Andre Wild, 22, an engineering physics student, developed the robot’s software and electronics, while Josh Weinstein, 28, who has a degree in cognitive systems and is well-versed in artificial intelligence, dealt with the robot’s mechanics and electrical system and will also be its driver. Ian Phillips, 28, another engineering student and the team leader, managed the robot’s construction.
John Meech, 62, a professor of mining engineering, has overseen the three-year, $60,000 project, which is part of Thunderbirds Robotics, an extra-curricular university club he founded.
Meech said the students have learned valuable and immeasurable experience working as a team and thinking outside the box in coming up with innovative engineering solutions for what he describes as a very difficult challenge.

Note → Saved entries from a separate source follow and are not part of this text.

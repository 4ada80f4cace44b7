//! Near-duplicate removal by title similarity.

use crate::normalizer::clean_text;
use crate::types::NewsItem;
use tracing::debug;

pub const DEFAULT_SIMILARITY_THRESHOLD: f64 = 0.8;

/// Greedy, order-preserving deduplicator. An item is dropped when its title is
/// at least `threshold` similar to a title already kept.
#[derive(Debug, Clone)]
pub struct Deduplicator {
    threshold: f64,
}

impl Deduplicator {
    pub fn new(threshold: f64) -> Self {
        Self { threshold }
    }

    pub fn threshold(&self) -> f64 {
        self.threshold
    }

    pub fn dedupe(&self, items: Vec<NewsItem>) -> Vec<NewsItem> {
        let total = items.len();
        let mut kept: Vec<NewsItem> = Vec::with_capacity(total);
        let mut kept_keys: Vec<Vec<char>> = Vec::with_capacity(total);

        for item in items {
            let key = title_key(&item.title);
            if self.matches_any(&key, &kept_keys) {
                debug!("Dropping near-duplicate title: {}", item.title);
                continue;
            }
            kept_keys.push(key);
            kept.push(item);
        }

        if kept.len() < total {
            debug!("Removed {} near-duplicate items", total - kept.len());
        }
        kept
    }

    /// Whether `candidate` duplicates any of `accepted`.
    pub fn is_duplicate_of(&self, candidate: &NewsItem, accepted: &[NewsItem]) -> bool {
        let key = title_key(&candidate.title);
        accepted
            .iter()
            .any(|existing| similarity_ratio(&key, &title_key(&existing.title)) >= self.threshold)
    }

    fn matches_any(&self, key: &[char], kept_keys: &[Vec<char>]) -> bool {
        kept_keys
            .iter()
            .any(|existing| similarity_ratio(key, existing) >= self.threshold)
    }
}

impl Default for Deduplicator {
    fn default() -> Self {
        Self::new(DEFAULT_SIMILARITY_THRESHOLD)
    }
}

/// Comparison key: cleaned, lowercased title keeping only letters and digits,
/// so spacing and punctuation differences do not count.
pub fn title_key(title: &str) -> Vec<char> {
    clean_text(title)
        .to_lowercase()
        .chars()
        .filter(|c| c.is_alphanumeric())
        .collect()
}

/// `2 * LCS / (len(a) + len(b))`, in `[0, 1]`. Two empty keys are identical.
pub fn similarity_ratio(a: &[char], b: &[char]) -> f64 {
    let total = a.len() + b.len();
    if total == 0 {
        return 1.0;
    }
    (2 * lcs_len(a, b)) as f64 / total as f64
}

pub fn title_similarity(a: &str, b: &str) -> f64 {
    similarity_ratio(&title_key(a), &title_key(b))
}

fn lcs_len(a: &[char], b: &[char]) -> usize {
    let (long, short) = if a.len() >= b.len() { (a, b) } else { (b, a) };
    let mut prev = vec![0usize; short.len() + 1];
    let mut curr = vec![0usize; short.len() + 1];

    for &x in long {
        for (j, &y) in short.iter().enumerate() {
            curr[j + 1] = if x == y {
                prev[j] + 1
            } else {
                prev[j + 1].max(curr[j])
            };
        }
        std::mem::swap(&mut prev, &mut curr);
    }
    prev[short.len()]
}

#[cfg(test)]
mod tests {
    use super::*;

    fn chars(s: &str) -> Vec<char> {
        s.chars().collect()
    }

    fn item(source: &str, title: &str) -> NewsItem {
        NewsItem {
            source: source.to_string(),
            title: title.to_string(),
            link: format!("https://{}.example.kr/{}", source, title),
            published: String::new(),
            summary: String::new(),
        }
    }

    fn mixed_items() -> Vec<NewsItem> {
        vec![
            item("a", "국회 본회의 개최"),
            item("a", "국회 예산안 처리"),
            item("b", "국회본회의 개최 (속보)"),
            item("b", "검찰 수사 착수"),
            item("c", "[속보] 국회 예산안 처리"),
            item("c", "대통령실 인사 발표"),
            item("d", "검찰, 수사 착수!"),
        ]
    }

    #[test]
    fn lcs_of_known_pairs() {
        assert_eq!(lcs_len(&chars("ABCBDAB"), &chars("BDCABA")), 4);
        assert_eq!(lcs_len(&chars(""), &chars("abc")), 0);
        assert_eq!(lcs_len(&chars("국회본회의개최"), &chars("국회본회의개최속보")), 7);
    }

    #[test]
    fn ratio_bounds() {
        assert_eq!(similarity_ratio(&[], &[]), 1.0);
        assert_eq!(similarity_ratio(&chars("abc"), &chars("abc")), 1.0);
        assert_eq!(similarity_ratio(&chars("abc"), &chars("xyz")), 0.0);
    }

    #[test]
    fn spacing_and_punctuation_do_not_count() {
        assert_eq!(title_similarity("국회, 본회의 개최!", "국회 본회의개최"), 1.0);
        assert!(title_similarity("국회 본회의 개최", "국회본회의 개최 (속보)") >= 0.8);
        assert!(title_similarity("<b>여야</b> 예산안 합의", "여야 예산안 합의") >= 0.8);
    }

    #[test]
    fn unrelated_political_titles_are_not_duplicates() {
        assert!(title_similarity("국회 예산안 처리", "검찰 수사 착수") < DEFAULT_SIMILARITY_THRESHOLD);
        assert!(title_similarity("대통령실 인사 발표", "여야 원내대표 회동") < DEFAULT_SIMILARITY_THRESHOLD);

        let items = vec![item("a", "국회 예산안 처리"), item("b", "검찰 수사 착수")];
        assert_eq!(Deduplicator::default().dedupe(items.clone()), items);
    }

    #[test]
    fn dedupe_keeps_first_of_each_group_in_input_order() {
        let kept = Deduplicator::default().dedupe(mixed_items());
        let pairs: Vec<(&str, &str)> = kept
            .iter()
            .map(|i| (i.source.as_str(), i.title.as_str()))
            .collect();

        assert_eq!(
            pairs,
            [
                ("a", "국회 본회의 개최"),
                ("a", "국회 예산안 처리"),
                ("b", "검찰 수사 착수"),
                ("c", "대통령실 인사 발표"),
            ]
        );
    }

    #[test]
    fn dedupe_is_idempotent() {
        let dedup = Deduplicator::default();
        let once = dedup.dedupe(mixed_items());
        assert_eq!(once.len(), 4);
        assert_eq!(dedup.dedupe(once.clone()), once);
    }

    #[test]
    fn incremental_check_agrees_with_batch_dedupe() {
        let dedup = Deduplicator::default();
        let kept = dedup.dedupe(mixed_items());

        for candidate in mixed_items().iter().filter(|i| !kept.contains(i)) {
            assert!(dedup.is_duplicate_of(candidate, &kept), "{}", candidate.title);
        }
        for (i, survivor) in kept.iter().enumerate() {
            let others: Vec<NewsItem> = kept
                .iter()
                .enumerate()
                .filter(|(j, _)| *j != i)
                .map(|(_, k)| k.clone())
                .collect();
            assert!(!dedup.is_duplicate_of(survivor, &others), "{}", survivor.title);
        }
    }

    #[test]
    fn higher_threshold_keeps_more() {
        let strict = Deduplicator::new(0.95).dedupe(mixed_items());
        assert!(strict.iter().any(|i| i.title == "국회본회의 개최 (속보)"));
        assert_eq!(Deduplicator::new(0.95).threshold(), 0.95);
    }
}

“The process far exceeds the endpoint,” he said, during test trials in the basement of a UBC science building Saturday morning.
The mobile robot, named Miskin SR-1 MoonScraper, is about one metre long with white panels and triangular rubber tracks on either side. It runs by remote control and is designed to move back and forth to scrape the regolith into two catch basins. During the competition, once the simulated moon dirt is collected, the robot will automatically move up a two-track ramp and dump it into a bin. It will collect 30 kilograms of dirt at a time and repeat the cycle 10 times, Meech hopes.
“It’s an outstanding design,” he said.
The Thunderbird roboticists are the only Canadian team in the competition, but only Weinstein and Phillips, who are American citizens, will officially participate in the competition along with two other Americans on the team (but who are not UBC students). That’s because NASA specified only Americans can participate at the competition.